◆ **Input data**
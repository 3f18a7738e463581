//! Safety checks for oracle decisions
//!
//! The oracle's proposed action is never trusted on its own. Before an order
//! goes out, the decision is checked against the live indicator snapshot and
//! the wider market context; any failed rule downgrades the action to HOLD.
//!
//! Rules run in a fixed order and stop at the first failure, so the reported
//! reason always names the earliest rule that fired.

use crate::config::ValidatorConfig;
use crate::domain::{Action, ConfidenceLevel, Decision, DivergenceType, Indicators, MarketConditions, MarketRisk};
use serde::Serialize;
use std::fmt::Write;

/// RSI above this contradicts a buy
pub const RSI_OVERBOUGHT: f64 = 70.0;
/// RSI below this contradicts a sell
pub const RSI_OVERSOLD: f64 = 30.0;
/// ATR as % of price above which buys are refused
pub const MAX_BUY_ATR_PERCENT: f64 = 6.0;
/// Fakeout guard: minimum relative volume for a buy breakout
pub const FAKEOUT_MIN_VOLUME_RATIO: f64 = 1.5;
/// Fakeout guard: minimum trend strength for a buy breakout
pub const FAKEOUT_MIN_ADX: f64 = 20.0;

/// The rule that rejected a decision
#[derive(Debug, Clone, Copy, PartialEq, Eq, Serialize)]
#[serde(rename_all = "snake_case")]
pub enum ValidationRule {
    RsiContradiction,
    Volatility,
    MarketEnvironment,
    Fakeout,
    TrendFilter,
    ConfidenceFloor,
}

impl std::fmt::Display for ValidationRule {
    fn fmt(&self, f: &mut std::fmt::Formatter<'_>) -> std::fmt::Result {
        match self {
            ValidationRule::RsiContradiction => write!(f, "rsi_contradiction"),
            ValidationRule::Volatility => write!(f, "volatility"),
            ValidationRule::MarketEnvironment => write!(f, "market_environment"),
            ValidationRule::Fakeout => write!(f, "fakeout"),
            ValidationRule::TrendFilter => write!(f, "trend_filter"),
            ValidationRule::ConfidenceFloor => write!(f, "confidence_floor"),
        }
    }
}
---
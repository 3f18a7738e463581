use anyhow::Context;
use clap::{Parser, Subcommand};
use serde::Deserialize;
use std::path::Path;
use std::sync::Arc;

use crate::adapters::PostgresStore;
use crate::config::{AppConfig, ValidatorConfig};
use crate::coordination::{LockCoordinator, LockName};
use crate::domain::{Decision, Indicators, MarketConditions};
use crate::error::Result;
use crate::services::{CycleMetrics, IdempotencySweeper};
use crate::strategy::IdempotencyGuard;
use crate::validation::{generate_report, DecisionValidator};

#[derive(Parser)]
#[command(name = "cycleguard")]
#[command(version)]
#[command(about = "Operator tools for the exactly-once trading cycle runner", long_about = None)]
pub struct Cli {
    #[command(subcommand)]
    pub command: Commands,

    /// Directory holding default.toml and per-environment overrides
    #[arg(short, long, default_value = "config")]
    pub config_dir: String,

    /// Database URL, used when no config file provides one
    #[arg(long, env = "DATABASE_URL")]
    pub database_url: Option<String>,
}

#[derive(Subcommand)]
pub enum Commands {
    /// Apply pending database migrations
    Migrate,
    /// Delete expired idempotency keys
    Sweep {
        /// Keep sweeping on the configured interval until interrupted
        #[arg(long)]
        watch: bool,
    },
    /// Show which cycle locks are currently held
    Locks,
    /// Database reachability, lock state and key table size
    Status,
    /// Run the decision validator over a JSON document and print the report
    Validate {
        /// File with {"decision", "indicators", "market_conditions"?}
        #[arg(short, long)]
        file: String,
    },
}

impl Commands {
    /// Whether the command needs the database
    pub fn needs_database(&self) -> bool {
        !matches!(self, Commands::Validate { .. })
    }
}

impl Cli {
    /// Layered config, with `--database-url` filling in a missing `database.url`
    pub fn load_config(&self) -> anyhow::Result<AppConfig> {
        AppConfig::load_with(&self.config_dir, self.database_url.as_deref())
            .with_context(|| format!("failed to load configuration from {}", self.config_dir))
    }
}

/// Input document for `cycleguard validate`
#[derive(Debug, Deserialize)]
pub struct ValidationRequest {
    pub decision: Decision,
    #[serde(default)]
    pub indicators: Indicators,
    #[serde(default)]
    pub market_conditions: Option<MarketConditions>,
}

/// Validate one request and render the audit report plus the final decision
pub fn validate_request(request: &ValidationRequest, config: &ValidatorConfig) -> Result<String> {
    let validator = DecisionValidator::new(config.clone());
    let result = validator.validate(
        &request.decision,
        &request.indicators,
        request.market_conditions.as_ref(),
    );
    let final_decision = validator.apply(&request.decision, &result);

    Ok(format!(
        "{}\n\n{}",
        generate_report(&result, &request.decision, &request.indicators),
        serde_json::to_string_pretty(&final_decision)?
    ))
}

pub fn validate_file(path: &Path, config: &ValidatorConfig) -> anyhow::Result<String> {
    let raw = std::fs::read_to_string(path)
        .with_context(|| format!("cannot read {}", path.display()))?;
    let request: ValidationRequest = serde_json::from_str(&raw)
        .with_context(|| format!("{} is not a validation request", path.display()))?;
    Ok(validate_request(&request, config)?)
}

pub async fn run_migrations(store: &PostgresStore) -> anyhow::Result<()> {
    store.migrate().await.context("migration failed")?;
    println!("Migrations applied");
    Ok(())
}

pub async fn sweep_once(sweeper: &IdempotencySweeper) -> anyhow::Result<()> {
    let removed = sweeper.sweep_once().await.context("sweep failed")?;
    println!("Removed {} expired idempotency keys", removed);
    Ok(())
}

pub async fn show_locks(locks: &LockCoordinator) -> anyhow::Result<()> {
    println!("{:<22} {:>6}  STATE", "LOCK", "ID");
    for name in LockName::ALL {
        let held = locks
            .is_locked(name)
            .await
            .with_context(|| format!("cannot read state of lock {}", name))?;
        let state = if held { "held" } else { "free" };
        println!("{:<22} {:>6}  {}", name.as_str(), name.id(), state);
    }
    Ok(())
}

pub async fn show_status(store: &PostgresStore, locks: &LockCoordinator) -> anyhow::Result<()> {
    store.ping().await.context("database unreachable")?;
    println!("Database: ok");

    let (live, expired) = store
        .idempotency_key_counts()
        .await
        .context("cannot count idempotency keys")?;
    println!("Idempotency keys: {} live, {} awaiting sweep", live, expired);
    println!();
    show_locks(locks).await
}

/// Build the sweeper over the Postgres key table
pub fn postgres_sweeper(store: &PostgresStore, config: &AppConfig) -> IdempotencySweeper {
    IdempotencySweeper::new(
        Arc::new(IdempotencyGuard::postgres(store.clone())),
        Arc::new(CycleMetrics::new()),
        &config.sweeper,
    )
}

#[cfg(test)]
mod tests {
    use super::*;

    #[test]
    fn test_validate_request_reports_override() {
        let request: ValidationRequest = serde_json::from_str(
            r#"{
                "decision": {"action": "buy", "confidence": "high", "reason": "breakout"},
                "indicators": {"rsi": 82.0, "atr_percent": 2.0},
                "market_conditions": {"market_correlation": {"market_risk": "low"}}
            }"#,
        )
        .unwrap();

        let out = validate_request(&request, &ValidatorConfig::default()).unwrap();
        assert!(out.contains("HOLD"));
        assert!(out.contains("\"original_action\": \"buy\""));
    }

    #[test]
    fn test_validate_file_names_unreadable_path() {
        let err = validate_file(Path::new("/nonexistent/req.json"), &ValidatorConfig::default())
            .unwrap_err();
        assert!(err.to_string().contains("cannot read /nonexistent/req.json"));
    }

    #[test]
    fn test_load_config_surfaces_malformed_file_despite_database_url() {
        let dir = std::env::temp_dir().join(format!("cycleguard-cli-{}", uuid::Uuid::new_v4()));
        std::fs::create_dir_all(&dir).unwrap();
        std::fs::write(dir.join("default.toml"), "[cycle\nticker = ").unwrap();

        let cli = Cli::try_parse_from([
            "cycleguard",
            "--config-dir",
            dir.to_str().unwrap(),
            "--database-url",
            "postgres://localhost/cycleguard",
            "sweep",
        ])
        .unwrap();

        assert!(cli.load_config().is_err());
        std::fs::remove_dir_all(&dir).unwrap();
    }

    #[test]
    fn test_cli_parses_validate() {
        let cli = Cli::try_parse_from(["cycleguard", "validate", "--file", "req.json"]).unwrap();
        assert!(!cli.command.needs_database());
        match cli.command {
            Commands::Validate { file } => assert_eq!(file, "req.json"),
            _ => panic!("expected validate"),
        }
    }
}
...
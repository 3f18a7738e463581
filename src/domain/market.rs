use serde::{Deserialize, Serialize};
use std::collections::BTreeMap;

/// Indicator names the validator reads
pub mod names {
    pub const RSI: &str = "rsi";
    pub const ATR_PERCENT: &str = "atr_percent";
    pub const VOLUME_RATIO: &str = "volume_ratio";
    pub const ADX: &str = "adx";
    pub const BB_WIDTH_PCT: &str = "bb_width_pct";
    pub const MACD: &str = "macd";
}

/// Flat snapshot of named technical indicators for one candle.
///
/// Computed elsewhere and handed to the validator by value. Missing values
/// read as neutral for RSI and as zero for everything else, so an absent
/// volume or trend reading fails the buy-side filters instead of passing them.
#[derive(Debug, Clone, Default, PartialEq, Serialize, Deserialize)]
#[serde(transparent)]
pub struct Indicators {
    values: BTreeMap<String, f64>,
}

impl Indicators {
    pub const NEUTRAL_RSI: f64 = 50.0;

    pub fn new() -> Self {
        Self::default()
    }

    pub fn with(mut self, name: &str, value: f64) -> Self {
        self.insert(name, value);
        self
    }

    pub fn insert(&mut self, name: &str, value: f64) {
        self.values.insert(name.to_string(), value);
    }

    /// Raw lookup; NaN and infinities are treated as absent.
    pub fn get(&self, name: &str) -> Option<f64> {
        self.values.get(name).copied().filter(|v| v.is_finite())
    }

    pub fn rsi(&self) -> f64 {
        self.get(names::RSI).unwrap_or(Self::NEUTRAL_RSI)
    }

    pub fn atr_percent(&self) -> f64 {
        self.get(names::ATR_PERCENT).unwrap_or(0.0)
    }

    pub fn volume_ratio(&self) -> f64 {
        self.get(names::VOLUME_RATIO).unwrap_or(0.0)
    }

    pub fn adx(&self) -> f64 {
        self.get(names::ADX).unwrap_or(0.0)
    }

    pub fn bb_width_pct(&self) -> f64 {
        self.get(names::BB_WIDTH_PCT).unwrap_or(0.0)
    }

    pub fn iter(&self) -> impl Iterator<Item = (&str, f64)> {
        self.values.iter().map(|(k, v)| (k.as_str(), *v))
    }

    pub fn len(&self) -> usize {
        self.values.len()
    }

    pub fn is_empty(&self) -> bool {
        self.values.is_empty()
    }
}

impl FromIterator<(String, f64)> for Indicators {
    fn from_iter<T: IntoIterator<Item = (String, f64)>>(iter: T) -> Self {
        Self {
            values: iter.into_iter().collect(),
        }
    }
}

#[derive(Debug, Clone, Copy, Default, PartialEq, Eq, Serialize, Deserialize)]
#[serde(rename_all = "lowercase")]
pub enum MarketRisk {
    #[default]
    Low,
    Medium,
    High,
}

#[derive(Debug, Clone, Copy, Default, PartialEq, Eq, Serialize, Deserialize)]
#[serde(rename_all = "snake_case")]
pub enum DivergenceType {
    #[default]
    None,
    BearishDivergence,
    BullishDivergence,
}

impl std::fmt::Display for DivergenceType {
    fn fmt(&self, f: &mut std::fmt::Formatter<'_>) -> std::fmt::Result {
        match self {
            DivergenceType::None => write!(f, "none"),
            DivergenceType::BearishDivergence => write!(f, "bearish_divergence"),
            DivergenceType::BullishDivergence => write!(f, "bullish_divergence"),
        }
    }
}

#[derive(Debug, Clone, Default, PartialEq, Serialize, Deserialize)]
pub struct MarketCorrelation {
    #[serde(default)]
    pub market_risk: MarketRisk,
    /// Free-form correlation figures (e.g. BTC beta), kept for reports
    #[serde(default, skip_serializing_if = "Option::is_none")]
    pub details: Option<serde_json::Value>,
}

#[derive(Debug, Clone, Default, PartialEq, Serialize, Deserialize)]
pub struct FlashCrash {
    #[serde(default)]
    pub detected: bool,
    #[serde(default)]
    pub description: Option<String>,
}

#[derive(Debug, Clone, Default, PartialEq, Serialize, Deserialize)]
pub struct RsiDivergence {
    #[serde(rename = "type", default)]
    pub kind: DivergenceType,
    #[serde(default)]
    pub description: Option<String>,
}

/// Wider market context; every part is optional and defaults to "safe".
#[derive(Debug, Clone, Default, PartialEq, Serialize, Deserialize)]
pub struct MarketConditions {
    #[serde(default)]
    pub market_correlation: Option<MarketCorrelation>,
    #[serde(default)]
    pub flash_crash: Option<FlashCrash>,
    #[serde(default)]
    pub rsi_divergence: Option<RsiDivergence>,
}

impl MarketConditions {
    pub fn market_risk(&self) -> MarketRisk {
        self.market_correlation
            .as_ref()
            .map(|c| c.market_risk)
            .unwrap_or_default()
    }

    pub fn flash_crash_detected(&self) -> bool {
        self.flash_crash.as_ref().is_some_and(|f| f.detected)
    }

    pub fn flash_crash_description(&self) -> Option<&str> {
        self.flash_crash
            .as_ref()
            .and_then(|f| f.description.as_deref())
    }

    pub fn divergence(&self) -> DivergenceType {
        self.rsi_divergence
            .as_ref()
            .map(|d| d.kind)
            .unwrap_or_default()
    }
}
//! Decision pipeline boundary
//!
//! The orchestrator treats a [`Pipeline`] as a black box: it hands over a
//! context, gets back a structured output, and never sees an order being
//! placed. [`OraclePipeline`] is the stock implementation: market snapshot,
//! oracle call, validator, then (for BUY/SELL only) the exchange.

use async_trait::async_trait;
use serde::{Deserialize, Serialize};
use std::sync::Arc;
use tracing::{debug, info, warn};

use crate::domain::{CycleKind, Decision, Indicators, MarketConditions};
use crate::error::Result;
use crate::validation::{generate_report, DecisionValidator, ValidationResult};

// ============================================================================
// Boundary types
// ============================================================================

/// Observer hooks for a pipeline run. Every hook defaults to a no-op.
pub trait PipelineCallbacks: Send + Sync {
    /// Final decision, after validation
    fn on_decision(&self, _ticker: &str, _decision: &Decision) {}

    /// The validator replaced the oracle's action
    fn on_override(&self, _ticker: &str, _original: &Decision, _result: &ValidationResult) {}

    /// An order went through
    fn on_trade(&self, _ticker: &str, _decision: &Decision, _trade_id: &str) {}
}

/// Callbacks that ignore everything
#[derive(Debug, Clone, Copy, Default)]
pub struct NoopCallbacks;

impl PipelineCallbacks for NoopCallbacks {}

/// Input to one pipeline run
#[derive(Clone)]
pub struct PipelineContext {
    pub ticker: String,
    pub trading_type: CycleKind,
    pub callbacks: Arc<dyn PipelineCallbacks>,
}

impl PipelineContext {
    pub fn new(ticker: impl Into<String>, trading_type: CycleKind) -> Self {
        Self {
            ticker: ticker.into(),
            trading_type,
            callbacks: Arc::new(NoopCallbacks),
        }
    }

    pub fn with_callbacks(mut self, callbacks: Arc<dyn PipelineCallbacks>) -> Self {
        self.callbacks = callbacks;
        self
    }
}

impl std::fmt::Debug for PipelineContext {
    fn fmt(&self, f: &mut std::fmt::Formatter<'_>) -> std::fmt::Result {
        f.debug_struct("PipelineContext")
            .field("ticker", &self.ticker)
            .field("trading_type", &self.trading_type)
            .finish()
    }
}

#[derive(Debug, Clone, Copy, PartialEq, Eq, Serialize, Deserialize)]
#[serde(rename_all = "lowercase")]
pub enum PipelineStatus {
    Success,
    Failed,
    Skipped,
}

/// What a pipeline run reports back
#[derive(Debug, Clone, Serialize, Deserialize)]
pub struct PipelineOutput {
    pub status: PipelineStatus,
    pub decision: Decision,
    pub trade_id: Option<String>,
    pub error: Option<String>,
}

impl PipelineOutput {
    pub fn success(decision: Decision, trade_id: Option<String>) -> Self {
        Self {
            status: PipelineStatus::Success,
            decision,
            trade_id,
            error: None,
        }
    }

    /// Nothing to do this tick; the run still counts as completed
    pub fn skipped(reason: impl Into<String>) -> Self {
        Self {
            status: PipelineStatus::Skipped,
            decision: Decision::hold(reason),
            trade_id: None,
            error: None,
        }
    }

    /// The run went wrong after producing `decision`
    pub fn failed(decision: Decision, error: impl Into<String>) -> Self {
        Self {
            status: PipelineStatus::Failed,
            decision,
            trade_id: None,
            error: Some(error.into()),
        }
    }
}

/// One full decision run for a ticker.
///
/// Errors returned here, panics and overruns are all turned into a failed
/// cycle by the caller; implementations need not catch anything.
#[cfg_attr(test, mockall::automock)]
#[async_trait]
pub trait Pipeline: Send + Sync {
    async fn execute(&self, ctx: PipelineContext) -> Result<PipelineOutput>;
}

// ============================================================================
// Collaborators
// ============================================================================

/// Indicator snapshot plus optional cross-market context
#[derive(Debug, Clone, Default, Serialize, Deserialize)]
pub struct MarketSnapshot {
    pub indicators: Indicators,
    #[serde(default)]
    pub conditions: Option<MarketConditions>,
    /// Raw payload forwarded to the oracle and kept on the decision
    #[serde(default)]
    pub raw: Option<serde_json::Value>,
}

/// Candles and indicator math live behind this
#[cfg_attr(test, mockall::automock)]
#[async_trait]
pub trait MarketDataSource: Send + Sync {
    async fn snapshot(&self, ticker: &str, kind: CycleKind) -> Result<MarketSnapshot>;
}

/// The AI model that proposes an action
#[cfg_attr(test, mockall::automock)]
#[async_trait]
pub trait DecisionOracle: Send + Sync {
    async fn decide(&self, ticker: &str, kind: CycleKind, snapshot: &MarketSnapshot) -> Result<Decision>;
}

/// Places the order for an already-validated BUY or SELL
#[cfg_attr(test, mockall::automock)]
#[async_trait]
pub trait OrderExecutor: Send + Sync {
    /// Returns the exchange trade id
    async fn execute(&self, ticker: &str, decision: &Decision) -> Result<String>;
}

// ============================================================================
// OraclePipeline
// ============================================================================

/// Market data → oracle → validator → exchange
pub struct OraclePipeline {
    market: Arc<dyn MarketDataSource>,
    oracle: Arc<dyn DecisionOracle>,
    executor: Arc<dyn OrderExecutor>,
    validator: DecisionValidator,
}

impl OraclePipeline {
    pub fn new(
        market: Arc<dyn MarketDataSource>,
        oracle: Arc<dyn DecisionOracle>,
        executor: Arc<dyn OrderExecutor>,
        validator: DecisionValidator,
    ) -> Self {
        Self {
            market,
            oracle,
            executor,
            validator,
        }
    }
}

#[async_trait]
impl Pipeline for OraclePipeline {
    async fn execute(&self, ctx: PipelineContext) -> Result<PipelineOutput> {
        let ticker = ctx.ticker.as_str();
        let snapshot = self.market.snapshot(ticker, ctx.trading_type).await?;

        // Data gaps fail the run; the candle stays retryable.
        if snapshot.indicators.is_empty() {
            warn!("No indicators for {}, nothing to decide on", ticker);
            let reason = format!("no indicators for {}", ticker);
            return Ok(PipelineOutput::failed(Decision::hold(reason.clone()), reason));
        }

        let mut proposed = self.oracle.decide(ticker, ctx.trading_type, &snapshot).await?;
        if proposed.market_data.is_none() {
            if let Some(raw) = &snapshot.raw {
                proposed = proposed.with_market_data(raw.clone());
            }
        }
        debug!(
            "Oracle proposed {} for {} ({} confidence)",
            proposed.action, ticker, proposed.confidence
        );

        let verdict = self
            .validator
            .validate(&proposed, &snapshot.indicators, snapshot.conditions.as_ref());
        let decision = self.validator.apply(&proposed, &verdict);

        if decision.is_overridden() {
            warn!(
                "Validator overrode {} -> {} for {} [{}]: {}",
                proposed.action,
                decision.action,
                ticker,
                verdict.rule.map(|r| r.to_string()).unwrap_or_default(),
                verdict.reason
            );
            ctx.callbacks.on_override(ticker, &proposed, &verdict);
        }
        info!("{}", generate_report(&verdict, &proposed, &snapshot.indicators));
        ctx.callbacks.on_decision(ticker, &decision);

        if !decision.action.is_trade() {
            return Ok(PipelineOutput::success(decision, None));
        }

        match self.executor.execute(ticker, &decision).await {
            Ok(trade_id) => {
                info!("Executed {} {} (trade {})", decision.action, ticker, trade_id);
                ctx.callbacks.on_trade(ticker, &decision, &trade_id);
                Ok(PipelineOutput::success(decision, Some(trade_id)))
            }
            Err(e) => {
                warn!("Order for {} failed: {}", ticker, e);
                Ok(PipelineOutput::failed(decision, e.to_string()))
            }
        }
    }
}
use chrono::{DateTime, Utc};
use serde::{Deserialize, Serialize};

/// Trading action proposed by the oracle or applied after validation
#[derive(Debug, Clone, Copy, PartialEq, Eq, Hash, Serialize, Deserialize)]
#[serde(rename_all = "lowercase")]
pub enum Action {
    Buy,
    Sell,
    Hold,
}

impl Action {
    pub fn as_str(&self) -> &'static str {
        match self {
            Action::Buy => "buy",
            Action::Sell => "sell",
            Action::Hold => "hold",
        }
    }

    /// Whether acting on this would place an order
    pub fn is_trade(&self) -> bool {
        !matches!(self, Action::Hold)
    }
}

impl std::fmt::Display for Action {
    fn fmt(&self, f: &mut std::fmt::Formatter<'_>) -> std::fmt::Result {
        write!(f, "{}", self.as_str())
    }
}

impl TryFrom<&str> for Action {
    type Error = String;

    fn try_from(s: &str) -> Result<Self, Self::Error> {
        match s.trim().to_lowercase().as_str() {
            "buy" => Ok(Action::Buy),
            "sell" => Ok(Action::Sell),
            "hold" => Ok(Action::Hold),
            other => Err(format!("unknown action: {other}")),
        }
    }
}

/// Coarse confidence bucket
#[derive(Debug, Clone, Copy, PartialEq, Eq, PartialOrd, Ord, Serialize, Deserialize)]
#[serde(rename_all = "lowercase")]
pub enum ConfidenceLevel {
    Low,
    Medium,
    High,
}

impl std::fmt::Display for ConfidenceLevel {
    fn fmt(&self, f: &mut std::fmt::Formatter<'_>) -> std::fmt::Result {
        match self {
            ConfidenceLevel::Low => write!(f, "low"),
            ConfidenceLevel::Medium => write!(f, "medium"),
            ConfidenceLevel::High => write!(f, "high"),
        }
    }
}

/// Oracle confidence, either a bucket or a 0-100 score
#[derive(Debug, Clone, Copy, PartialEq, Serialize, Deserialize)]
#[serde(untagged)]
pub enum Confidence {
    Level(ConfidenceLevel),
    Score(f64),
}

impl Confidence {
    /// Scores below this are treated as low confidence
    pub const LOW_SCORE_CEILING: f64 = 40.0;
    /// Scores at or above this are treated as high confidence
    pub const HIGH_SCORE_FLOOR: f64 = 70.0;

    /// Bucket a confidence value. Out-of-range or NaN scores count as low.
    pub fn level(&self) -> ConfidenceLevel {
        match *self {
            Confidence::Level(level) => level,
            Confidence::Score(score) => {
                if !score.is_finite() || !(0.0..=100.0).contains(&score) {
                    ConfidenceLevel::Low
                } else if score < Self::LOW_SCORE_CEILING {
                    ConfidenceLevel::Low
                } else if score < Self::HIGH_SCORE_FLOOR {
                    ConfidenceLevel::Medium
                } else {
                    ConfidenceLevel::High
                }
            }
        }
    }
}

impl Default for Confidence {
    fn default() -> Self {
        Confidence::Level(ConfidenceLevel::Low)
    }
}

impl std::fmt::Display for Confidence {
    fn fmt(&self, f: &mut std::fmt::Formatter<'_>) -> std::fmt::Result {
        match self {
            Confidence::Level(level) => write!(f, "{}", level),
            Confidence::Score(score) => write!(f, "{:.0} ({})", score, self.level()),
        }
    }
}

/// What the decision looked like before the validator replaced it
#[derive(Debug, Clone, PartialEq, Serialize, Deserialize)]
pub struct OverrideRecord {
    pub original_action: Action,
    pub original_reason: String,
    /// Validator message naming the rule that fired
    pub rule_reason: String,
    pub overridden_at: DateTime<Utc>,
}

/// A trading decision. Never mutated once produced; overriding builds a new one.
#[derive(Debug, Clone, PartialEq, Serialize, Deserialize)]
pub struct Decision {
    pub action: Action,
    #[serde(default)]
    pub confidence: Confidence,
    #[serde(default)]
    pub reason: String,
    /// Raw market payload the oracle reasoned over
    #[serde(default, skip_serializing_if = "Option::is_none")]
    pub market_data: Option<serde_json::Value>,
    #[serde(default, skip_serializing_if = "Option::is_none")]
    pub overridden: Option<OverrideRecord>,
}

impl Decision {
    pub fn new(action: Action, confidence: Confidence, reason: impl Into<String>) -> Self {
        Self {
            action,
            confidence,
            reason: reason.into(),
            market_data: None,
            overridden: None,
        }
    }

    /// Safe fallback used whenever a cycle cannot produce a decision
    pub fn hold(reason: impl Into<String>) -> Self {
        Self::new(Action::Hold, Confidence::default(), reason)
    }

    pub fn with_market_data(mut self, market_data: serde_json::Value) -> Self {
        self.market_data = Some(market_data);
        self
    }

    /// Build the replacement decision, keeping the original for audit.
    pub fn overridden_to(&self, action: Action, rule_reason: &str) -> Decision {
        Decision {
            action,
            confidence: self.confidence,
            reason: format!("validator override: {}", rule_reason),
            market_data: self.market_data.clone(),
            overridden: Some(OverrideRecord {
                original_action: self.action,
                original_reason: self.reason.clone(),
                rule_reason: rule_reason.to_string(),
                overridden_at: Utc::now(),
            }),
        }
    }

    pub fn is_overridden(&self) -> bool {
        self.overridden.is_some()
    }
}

◆ **About this task**
Determine how many lines of the listing hold the word "expired", then write only that number.

◆ **Answer to this task**
4